• [EXERCISE INSTRUCTIONS]: Scan the records below for the string "ValueShape" and return every line where it appears.

• [SOURCE RECORDS]:

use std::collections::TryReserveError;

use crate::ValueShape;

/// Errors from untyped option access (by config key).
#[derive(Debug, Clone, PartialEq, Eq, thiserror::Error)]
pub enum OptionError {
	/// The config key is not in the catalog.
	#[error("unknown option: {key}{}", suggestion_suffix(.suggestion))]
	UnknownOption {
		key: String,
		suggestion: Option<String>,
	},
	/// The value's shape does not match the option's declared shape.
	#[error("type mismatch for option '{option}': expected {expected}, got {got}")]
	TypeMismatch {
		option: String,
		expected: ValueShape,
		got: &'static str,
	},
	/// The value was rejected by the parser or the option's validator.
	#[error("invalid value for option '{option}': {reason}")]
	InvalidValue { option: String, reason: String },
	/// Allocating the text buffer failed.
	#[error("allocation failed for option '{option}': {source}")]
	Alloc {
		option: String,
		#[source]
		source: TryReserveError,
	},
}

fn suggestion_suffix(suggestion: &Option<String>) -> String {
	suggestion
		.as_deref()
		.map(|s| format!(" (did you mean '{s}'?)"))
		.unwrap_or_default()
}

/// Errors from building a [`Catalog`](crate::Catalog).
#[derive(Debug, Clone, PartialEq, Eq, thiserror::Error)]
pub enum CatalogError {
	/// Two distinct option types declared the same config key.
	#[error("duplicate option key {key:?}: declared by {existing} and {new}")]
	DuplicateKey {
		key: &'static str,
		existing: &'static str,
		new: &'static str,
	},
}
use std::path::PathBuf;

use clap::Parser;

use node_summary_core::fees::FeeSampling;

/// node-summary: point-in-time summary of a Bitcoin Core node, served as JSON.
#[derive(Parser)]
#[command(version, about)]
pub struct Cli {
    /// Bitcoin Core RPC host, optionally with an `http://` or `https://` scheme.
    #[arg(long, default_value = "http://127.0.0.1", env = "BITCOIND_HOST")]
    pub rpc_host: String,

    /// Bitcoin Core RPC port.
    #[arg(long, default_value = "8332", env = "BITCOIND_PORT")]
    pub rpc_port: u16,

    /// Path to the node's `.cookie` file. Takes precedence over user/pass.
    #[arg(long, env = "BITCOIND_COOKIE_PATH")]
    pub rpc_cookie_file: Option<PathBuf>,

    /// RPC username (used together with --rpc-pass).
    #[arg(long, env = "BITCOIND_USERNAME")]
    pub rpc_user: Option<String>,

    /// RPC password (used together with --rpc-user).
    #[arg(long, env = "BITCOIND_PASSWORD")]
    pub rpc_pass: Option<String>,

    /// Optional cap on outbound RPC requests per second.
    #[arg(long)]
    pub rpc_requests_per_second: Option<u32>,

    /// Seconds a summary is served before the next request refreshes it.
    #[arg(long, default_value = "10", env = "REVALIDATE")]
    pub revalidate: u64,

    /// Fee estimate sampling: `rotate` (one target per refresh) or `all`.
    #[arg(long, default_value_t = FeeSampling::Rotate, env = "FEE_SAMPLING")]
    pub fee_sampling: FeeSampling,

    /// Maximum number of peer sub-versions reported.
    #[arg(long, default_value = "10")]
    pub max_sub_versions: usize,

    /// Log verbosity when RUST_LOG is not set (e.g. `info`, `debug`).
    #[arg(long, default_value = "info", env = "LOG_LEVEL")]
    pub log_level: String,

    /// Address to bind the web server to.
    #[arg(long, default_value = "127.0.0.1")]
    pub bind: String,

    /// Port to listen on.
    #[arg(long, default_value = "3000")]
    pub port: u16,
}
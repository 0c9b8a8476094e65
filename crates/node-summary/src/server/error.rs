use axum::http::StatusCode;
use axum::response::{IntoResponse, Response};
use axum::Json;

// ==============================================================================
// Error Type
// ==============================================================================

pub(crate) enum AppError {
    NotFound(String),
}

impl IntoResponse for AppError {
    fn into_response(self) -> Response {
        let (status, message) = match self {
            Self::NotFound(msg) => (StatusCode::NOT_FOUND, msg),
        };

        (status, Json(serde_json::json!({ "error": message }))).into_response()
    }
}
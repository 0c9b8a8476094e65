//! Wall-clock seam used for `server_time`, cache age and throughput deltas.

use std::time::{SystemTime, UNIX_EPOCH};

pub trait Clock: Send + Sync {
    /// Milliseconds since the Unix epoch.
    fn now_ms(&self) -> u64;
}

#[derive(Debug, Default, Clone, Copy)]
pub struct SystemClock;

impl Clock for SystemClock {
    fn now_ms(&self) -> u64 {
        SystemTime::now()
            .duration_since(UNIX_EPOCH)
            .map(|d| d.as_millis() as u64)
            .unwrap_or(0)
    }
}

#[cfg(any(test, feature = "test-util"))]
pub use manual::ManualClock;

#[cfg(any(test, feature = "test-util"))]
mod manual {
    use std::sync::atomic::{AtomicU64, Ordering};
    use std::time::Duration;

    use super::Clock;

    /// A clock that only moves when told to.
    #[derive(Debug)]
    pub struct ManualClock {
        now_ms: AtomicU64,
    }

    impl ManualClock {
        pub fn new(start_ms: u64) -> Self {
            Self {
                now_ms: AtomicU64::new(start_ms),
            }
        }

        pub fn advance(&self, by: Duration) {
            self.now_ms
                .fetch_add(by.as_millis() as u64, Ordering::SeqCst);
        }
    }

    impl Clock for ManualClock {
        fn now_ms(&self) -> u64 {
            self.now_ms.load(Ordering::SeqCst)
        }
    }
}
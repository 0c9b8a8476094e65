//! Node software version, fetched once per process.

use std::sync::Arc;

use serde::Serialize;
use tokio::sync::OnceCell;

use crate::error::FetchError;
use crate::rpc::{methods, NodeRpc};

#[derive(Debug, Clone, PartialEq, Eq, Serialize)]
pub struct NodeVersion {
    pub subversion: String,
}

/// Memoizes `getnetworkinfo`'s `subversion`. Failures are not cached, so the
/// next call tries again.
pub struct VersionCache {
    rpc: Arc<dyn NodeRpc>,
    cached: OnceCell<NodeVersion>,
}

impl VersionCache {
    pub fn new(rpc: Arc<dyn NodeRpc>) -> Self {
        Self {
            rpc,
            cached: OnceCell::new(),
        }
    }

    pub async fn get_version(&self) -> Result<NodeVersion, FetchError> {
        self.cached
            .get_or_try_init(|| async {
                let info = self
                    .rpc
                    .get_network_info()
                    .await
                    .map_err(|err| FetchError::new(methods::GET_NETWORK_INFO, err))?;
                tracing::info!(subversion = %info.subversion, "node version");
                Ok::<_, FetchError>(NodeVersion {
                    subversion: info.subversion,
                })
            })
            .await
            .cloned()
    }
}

• [RESPONSE TO THIS EXERCISE]:
use crate::ValueShape;
		expected: ValueShape,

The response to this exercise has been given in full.